* **Stored data**:
=======

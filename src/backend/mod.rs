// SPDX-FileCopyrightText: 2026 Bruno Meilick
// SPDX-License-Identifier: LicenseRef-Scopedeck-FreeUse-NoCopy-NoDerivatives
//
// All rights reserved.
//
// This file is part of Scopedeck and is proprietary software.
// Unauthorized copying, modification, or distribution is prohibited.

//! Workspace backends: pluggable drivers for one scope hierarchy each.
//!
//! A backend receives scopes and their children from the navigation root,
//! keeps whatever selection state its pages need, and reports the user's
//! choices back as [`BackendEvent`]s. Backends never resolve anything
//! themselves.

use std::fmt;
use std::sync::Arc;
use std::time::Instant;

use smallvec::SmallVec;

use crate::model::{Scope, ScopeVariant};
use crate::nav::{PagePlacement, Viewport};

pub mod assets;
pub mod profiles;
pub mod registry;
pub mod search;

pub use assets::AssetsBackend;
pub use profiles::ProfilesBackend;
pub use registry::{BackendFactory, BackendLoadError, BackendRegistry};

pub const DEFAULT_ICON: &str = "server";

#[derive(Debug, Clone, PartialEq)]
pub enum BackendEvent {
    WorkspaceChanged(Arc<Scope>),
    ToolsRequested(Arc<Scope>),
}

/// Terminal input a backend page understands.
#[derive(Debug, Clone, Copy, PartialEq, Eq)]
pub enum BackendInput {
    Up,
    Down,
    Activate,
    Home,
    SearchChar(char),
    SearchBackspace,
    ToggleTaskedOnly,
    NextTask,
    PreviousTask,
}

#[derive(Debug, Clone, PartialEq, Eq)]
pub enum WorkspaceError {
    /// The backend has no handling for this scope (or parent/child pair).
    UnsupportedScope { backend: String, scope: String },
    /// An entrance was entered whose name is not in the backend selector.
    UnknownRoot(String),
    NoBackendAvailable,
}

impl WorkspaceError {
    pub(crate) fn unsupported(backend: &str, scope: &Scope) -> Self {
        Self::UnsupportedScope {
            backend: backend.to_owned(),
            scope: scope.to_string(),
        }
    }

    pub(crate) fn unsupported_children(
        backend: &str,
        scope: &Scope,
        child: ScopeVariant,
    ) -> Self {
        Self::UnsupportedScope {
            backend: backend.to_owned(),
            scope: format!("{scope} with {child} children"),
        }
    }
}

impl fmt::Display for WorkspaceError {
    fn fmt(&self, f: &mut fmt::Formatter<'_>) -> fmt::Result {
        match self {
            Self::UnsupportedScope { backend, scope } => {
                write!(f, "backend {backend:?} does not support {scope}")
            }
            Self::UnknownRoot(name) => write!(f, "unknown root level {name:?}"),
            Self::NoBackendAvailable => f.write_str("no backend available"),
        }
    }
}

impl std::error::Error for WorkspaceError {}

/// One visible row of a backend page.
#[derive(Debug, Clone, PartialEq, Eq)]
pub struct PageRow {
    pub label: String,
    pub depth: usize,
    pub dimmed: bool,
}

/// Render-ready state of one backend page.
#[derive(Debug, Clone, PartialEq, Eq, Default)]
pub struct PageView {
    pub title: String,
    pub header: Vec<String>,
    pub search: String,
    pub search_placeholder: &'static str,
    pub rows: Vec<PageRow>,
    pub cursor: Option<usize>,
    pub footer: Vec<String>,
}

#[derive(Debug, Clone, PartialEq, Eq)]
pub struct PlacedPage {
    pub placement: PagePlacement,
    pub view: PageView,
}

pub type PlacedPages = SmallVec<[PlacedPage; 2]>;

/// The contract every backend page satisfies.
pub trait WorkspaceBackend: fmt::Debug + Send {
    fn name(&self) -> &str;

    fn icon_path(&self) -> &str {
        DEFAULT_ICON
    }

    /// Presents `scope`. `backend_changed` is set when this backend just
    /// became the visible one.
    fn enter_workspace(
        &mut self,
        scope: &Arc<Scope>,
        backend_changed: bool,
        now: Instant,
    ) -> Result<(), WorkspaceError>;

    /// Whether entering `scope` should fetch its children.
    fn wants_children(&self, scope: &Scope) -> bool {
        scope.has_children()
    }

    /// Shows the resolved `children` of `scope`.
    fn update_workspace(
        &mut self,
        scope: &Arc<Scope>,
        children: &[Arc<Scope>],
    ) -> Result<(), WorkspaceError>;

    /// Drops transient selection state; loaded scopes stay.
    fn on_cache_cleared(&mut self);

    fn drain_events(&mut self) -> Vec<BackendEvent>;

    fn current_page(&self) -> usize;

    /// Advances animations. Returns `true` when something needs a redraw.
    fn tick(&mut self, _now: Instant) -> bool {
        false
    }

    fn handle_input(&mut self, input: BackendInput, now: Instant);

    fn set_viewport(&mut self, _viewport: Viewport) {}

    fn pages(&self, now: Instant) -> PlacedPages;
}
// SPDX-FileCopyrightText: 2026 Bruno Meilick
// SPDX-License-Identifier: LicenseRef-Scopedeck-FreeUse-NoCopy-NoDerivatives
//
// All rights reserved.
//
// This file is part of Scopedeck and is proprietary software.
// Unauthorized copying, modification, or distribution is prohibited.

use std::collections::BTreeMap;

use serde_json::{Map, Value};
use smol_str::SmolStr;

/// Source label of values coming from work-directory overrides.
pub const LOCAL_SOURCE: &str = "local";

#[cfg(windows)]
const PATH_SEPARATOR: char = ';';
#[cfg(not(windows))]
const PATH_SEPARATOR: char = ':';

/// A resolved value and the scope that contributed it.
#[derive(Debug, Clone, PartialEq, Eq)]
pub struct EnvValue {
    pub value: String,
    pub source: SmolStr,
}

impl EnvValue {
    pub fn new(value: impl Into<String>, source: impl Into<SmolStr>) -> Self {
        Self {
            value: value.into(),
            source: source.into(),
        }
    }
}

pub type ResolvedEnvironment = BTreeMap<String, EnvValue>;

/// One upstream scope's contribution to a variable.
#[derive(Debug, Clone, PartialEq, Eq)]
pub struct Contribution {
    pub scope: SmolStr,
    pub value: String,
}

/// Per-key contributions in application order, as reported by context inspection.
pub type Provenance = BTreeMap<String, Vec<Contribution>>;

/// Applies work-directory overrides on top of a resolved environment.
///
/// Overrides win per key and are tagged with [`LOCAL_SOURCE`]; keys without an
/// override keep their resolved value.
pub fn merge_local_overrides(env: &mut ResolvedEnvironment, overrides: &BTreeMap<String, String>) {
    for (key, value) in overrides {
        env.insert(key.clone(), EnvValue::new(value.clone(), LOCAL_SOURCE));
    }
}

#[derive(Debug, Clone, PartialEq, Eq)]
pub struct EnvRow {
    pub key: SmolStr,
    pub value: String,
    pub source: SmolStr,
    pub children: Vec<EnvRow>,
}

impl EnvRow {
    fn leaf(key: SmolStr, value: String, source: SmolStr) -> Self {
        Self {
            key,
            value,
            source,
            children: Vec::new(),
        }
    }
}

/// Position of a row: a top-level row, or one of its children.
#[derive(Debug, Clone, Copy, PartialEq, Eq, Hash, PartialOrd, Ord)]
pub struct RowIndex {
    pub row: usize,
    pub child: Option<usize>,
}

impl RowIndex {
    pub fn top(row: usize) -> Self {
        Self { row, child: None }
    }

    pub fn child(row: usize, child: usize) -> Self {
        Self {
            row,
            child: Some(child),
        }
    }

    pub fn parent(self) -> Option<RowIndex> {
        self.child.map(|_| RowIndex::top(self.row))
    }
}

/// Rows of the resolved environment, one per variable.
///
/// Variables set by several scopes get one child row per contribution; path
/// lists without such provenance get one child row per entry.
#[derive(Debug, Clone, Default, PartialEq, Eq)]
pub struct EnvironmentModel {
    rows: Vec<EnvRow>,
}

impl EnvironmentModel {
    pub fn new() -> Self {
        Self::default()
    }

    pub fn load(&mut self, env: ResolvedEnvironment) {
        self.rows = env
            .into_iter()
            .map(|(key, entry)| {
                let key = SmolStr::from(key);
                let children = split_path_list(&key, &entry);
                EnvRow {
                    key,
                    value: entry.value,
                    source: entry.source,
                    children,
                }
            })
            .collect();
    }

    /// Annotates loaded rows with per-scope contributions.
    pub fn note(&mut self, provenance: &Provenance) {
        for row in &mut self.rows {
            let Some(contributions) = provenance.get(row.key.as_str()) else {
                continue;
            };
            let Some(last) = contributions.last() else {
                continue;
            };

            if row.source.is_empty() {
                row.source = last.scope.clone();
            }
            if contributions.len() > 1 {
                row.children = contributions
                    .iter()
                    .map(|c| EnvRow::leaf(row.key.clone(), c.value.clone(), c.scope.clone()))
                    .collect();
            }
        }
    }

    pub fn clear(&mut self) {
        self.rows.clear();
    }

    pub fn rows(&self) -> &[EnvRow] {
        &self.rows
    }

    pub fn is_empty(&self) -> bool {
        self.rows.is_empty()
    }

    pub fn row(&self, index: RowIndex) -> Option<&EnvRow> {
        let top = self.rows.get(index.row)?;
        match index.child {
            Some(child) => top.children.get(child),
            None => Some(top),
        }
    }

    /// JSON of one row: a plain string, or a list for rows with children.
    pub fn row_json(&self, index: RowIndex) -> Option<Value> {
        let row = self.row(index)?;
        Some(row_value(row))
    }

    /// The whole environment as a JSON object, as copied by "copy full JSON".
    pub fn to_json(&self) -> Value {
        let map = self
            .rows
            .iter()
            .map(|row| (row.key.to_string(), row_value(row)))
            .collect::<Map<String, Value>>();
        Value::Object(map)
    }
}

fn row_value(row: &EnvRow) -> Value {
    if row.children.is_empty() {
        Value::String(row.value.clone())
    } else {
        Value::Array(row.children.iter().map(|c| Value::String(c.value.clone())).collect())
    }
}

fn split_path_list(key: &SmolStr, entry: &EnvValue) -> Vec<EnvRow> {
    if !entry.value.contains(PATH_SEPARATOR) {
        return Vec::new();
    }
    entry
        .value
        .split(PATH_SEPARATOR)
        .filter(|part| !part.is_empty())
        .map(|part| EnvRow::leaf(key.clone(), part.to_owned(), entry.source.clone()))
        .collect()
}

=======

* **WORK REQUEST**: How many lines in the records hold the string "profiles"? Reply with the number alone.

* **TASK RESULT**: 2